After reading dozens and dozens of scientific papers about societal collapse, I wanted a new perspective on the topic. So, I read a lot of novels about societal collapse, as stories shape how we see the world and thus the action we take (1) (2). To my surprise, it turned out to be pretty hard to find books that actually take collapse seriously instead of just using it as a backdrop.

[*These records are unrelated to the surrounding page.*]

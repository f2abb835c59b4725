//! Telegram Bot API connector. The bot token lives in the URL path,
//! not a header — the proxy substitutes `{token}` at execution time.

use crate::base::{opt_i64, opt_str, require_str, Connector, ConnectorState};
use cplane_core::{
    CapabilityClass, ConnectorManifest, ConnectorOperation, ConnectorResult, ConnectorSource,
    ConnectorStatus, CredentialSpec, HttpMethod, ModelError, ParameterSpec, RequestBody, RiskTier,
};
use cplane_vault::CredentialVault;
use serde_json::json;
use std::collections::HashMap;

const TG_API_BASE: &str = "https://api.telegram.org/bot";

pub struct TelegramConnector {
    state: ConnectorState,
}

impl TelegramConnector {
    pub fn new() -> Self {
        let manifest = ConnectorManifest {
            id: "telegram".into(),
            name: "Telegram Integration".into(),
            version: "1.0.0".into(),
            author: "lancelot".into(),
            source: ConnectorSource::FirstParty,
            description: "Telegram Bot API for sending and receiving messages, voice notes, photos, and documents"
                .into(),
            target_domains: vec!["api.telegram.org".into()],
            required_credentials: vec![
                CredentialSpec {
                    name: "telegram_bot_token".into(),
                    credential_type: "api_key".into(),
                    vault_key: "telegram.bot_token".into(),
                    required: true,
                    scopes: vec![],
                },
                CredentialSpec {
                    name: "telegram_chat_id".into(),
                    credential_type: "config".into(),
                    vault_key: "telegram.chat_id".into(),
                    required: false,
                    scopes: vec![],
                },
            ],
            data_reads: vec!["Messages (text, voice, photo, document)".into(), "Chat info".into(), "File downloads".into()],
            data_writes: vec!["Send messages".into(), "Send voice notes".into(), "Send photos".into()],
            does_not_access: vec![
                "Other chats unless configured".into(),
                "User profile data".into(),
                "Admin operations".into(),
            ],
        };
        Self {
            state: ConnectorState::new(manifest),
        }
    }
}

impl Default for TelegramConnector {
    fn default() -> Self {
        Self::new()
    }
}

fn op(
    id: &str,
    capability: CapabilityClass,
    name: &str,
    description: &str,
    default_tier: RiskTier,
    idempotent: bool,
    parameters: Vec<ParameterSpec>,
) -> ConnectorOperation {
    ConnectorOperation {
        id: id.into(),
        connector_id: "telegram".into(),
        capability,
        name: name.into(),
        description: description.into(),
        default_tier,
        parameters,
        idempotent,
        reversible: false,
        rollback_operation_id: String::new(),
    }
}

fn param(name: &str, param_type: &str, required: bool, default: Option<serde_json::Value>) -> ParameterSpec {
    ParameterSpec {
        name: name.into(),
        param_type: param_type.into(),
        required,
        description: String::new(),
        default,
    }
}

fn url_token_metadata() -> HashMap<String, serde_json::Value> {
    let mut m = HashMap::new();
    m.insert("auth_type".to_string(), json!("url_token"));
    m
}

impl Connector for TelegramConnector {
    fn manifest(&self) -> &ConnectorManifest {
        self.state.manifest()
    }

    fn status(&self) -> ConnectorStatus {
        self.state.status()
    }

    fn set_status(&self, status: ConnectorStatus) {
        self.state.set_status(status);
    }

    fn get_operations(&self) -> Vec<ConnectorOperation> {
        vec![
            op(
                "get_updates",
                CapabilityClass::Read,
                "Get Updates",
                "Long-poll for new messages via getUpdates",
                RiskTier::T0Inert,
                true,
                vec![
                    param("offset", "int", false, Some(json!(0))),
                    param("timeout", "int", false, Some(json!(30))),
                    param("limit", "int", false, Some(json!(100))),
                ],
            ),
            op(
                "get_me",
                CapabilityClass::Read,
                "Get Bot Info",
                "Get information about the bot",
                RiskTier::T0Inert,
                true,
                vec![],
            ),
            op(
                "get_chat",
                CapabilityClass::Read,
                "Get Chat Info",
                "Get information about a chat",
                RiskTier::T0Inert,
                true,
                vec![param("chat_id", "str", true, None)],
            ),
            op(
                "get_file",
                CapabilityClass::Read,
                "Get File",
                "Get file path for downloading",
                RiskTier::T1Reversible,
                true,
                vec![param("file_id", "str", true, None)],
            ),
            op(
                "send_message",
                CapabilityClass::Write,
                "Send Message",
                "Send a text message to a chat",
                RiskTier::T1Reversible,
                false,
                vec![
                    param("chat_id", "str", true, None),
                    param("text", "str", true, None),
                    param("parse_mode", "str", false, Some(json!("Markdown"))),
                ],
            ),
            op(
                "send_voice",
                CapabilityClass::Write,
                "Send Voice",
                "Send a voice note to a chat",
                RiskTier::T1Reversible,
                false,
                vec![param("chat_id", "str", true, None), param("voice_url", "str", true, None)],
            ),
            op(
                "send_photo",
                CapabilityClass::Write,
                "Send Photo",
                "Send a photo to a chat",
                RiskTier::T1Reversible,
                false,
                vec![
                    param("chat_id", "str", true, None),
                    param("photo_url", "str", true, None),
                    param("caption", "str", false, Some(json!(""))),
                ],
            ),
            op(
                "delete_message",
                CapabilityClass::Delete,
                "Delete Message",
                "Delete a message from a chat",
                RiskTier::T3Irreversible,
                true,
                vec![param("chat_id", "str", true, None), param("message_id", "int", true, None)],
            ),
        ]
    }

    fn execute(
        &self,
        operation_id: &str,
        params: &HashMap<String, serde_json::Value>,
    ) -> Result<ConnectorResult, ModelError> {
        let cred_key = "telegram.bot_token".to_string();
        let mut headers = HashMap::new();
        headers.insert("Content-Type".to_string(), "application/json".to_string());

        let result = match operation_id {
            "get_updates" => {
                let offset = opt_i64(params, "offset", 0);
                let timeout = opt_i64(params, "timeout", 30);
                let limit = opt_i64(params, "limit", 100);
                ConnectorResult {
                    operation_id: operation_id.into(),
                    connector_id: "telegram".into(),
                    method: HttpMethod::Get,
                    url: format!("{TG_API_BASE}{{token}}/getUpdates?offset={offset}&timeout={timeout}&limit={limit}"),
                    headers,
                    body: RequestBody::Empty,
                    timeout_seconds: 30,
                    credential_vault_key: cred_key,
                    metadata: url_token_metadata(),
                }
            }
            "get_me" => ConnectorResult {
                operation_id: operation_id.into(),
                connector_id: "telegram".into(),
                method: HttpMethod::Get,
                url: format!("{TG_API_BASE}{{token}}/getMe"),
                headers,
                body: RequestBody::Empty,
                timeout_seconds: 30,
                credential_vault_key: cred_key,
                metadata: url_token_metadata(),
            },
            "get_chat" => {
                let chat_id = require_str(params, operation_id, "chat_id")?;
                ConnectorResult {
                    operation_id: operation_id.into(),
                    connector_id: "telegram".into(),
                    method: HttpMethod::Post,
                    url: format!("{TG_API_BASE}{{token}}/getChat"),
                    headers,
                    body: RequestBody::Json(json!({"chat_id": chat_id})),
                    timeout_seconds: 30,
                    credential_vault_key: cred_key,
                    metadata: url_token_metadata(),
                }
            }
            "get_file" => {
                let file_id = require_str(params, operation_id, "file_id")?;
                ConnectorResult {
                    operation_id: operation_id.into(),
                    connector_id: "telegram".into(),
                    method: HttpMethod::Get,
                    url: format!("{TG_API_BASE}{{token}}/getFile?file_id={file_id}"),
                    headers,
                    body: RequestBody::Empty,
                    timeout_seconds: 30,
                    credential_vault_key: cred_key,
                    metadata: url_token_metadata(),
                }
            }
            "send_message" => {
                let chat_id = require_str(params, operation_id, "chat_id")?;
                let text = require_str(params, operation_id, "text")?;
                let mut body = json!({"chat_id": chat_id, "text": text});
                if let Some(parse_mode) = opt_str(params, "parse_mode").filter(|s| !s.is_empty()) {
                    body["parse_mode"] = json!(parse_mode);
                }
                ConnectorResult {
                    operation_id: operation_id.into(),
                    connector_id: "telegram".into(),
                    method: HttpMethod::Post,
                    url: format!("{TG_API_BASE}{{token}}/sendMessage"),
                    headers,
                    body: RequestBody::Json(body),
                    timeout_seconds: 30,
                    credential_vault_key: cred_key,
                    metadata: url_token_metadata(),
                }
            }
            "send_voice" => {
                let chat_id = require_str(params, operation_id, "chat_id")?;
                let voice_url = require_str(params, operation_id, "voice_url")?;
                ConnectorResult {
                    operation_id: operation_id.into(),
                    connector_id: "telegram".into(),
                    method: HttpMethod::Post,
                    url: format!("{TG_API_BASE}{{token}}/sendVoice"),
                    headers,
                    body: RequestBody::Json(json!({"chat_id": chat_id, "voice": voice_url})),
                    timeout_seconds: 30,
                    credential_vault_key: cred_key,
                    metadata: url_token_metadata(),
                }
            }
            "send_photo" => {
                let chat_id = require_str(params, operation_id, "chat_id")?;
                let photo_url = require_str(params, operation_id, "photo_url")?;
                let mut body = json!({"chat_id": chat_id, "photo": photo_url});
                if let Some(caption) = opt_str(params, "caption").filter(|s| !s.is_empty()) {
                    body["caption"] = json!(caption);
                }
                ConnectorResult {
                    operation_id: operation_id.into(),
                    connector_id: "telegram".into(),
                    method: HttpMethod::Post,
                    url: format!("{TG_API_BASE}{{token}}/sendPhoto"),
                    headers,
                    body: RequestBody::Json(body),
                    timeout_seconds: 30,
                    credential_vault_key: cred_key,
                    metadata: url_token_metadata(),
                }
            }
            "delete_message" => {
                let chat_id = require_str(params, operation_id, "chat_id")?;
                let message_id = params
                    .get("message_id")
                    .and_then(|v| v.as_i64())
                    .ok_or_else(|| ModelError::InvalidRequestSpec {
                        operation_id: operation_id.to_string(),
                        reason: "missing required parameter 'message_id'".into(),
                    })?;
                ConnectorResult {
                    operation_id: operation_id.into(),
                    connector_id: "telegram".into(),
                    method: HttpMethod::Post,
                    url: format!("{TG_API_BASE}{{token}}/deleteMessage"),
                    headers,
                    body: RequestBody::Json(json!({"chat_id": chat_id, "message_id": message_id})),
                    timeout_seconds: 30,
                    credential_vault_key: cred_key,
                    metadata: url_token_metadata(),
                }
            }
            other => {
                return Err(ModelError::InvalidOperation {
                    connector_id: "telegram".into(),
                    operation_id: other.into(),
                    reason: "unknown operation".into(),
                })
            }
        };
        Ok(result)
    }

    fn validate_credentials(&self, vault: &CredentialVault) -> bool {
        vault.exists("telegram.bot_token")
    }
}

#[cfg(test)]
mod tests {
    use super::*;

    fn params(pairs: &[(&str, serde_json::Value)]) -> HashMap<String, serde_json::Value> {
        pairs.iter().map(|(k, v)| (k.to_string(), v.clone())).collect()
    }

    #[test]
    fn urls_carry_token_placeholder() {
        let connector = TelegramConnector::new();
        let result = connector.execute("get_me", &params(&[])).unwrap();
        assert!(result.url.contains("{token}"));
        assert_eq!(result.metadata.get("auth_type").unwrap(), &json!("url_token"));
    }

    #[test]
    fn delete_message_is_t3() {
        let connector = TelegramConnector::new();
        let op = connector
            .get_operations()
            .into_iter()
            .find(|o| o.id == "delete_message")
            .unwrap();
        assert_eq!(op.default_tier, RiskTier::T3Irreversible);
    }

    #[test]
    fn send_message_builds_optional_parse_mode() {
        let connector = TelegramConnector::new();
        let result = connector
            .execute(
                "send_message",
                &params(&[
                    ("chat_id", json!("123")),
                    ("text", json!("hi")),
                    ("parse_mode", json!("MarkdownV2")),
                ]),
            )
            .unwrap();
        match result.body {
            RequestBody::Json(v) => assert_eq!(v["parse_mode"], "MarkdownV2"),
            _ => panic!("expected JSON body"),
        }
    }
}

Collapse is a topic people like to tell stories about, as it grasps the imagination with what might be and how everything we have now might be gone in the future. I found the books by searching the internet and asking friends and colleagues for recommendations. This means there is no coherent set of criteria that makes a book collapse relevant, more a vibes based approach on what I and other people felt could be a collapse relevant book. Obviously, this is also not a complete list, so I’d be happy to hear further suggestions in the comments.
This post gives an overview of the books I have read, makes some recommendations on which ones are worth reading and describes what I have learned from reading them.
Books covered so far
First, I will give a short overview of the books and what I thought about them. The list is roughly ordered by how much I would recommend reading them, starting with the ones I liked least and ending with my favorites.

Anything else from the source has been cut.